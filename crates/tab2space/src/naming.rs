//! Output file naming.
//!
//! The converted copy is written next to the original under a name carrying a
//! `.fixed.` infix before the last extension, so the source is never
//! overwritten. The rule works on the raw string and reproduces two quirks:
//! a name without any dot gets the infix as a prefix (`README` becomes
//! `.fixed.README`), and dots before the last one are dropped
//! (`archive.tar.gz` becomes `archivetar.fixed.gz`).

use std::path::{Path, PathBuf};

const FIXED_INFIX: &str = ".fixed.";

/// Derive the output name for `input`. Applies to the whole string, including
/// any directory components.
pub fn derive_output_name(input: &str) -> String {
    match input.rsplit_once('.') {
        Some((head, last)) => {
            let mut name: String = head.split('.').collect();
            name.push_str(FIXED_INFIX);
            name.push_str(last);
            name
        }
        None => format!("{FIXED_INFIX}{input}"),
    }
}

/// Same rule as [`derive_output_name`], applied to a path. On Unix the rule
/// runs on the raw bytes, so names that are not UTF-8 keep distinct outputs.
#[cfg(unix)]
pub fn derive_output_path(input: &Path) -> PathBuf {
    use std::ffi::OsString;
    use std::os::unix::ffi::{OsStrExt, OsStringExt};

    let bytes = input.as_os_str().as_bytes();
    let name = match bytes.iter().rposition(|&b| b == b'.') {
        Some(dot) => {
            let (head, last) = (&bytes[..dot], &bytes[dot + 1..]);
            let mut name: Vec<u8> = head.iter().copied().filter(|&b| b != b'.').collect();
            name.extend_from_slice(FIXED_INFIX.as_bytes());
            name.extend_from_slice(last);
            name
        }
        None => [FIXED_INFIX.as_bytes(), bytes].concat(),
    };
    PathBuf::from(OsString::from_vec(name))
}

/// Same rule as [`derive_output_name`], applied to a path. Non UTF-8 parts are
/// replaced lossily.
#[cfg(not(unix))]
pub fn derive_output_path(input: &Path) -> PathBuf {
    PathBuf::from(derive_output_name(&input.to_string_lossy()))
}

^^^^

Read the entries above, then pull out the lines that include "None".

        None => format!("{FIXED_INFIX}{input}"),
        None => [FIXED_INFIX.as_bytes(), bytes].concat(),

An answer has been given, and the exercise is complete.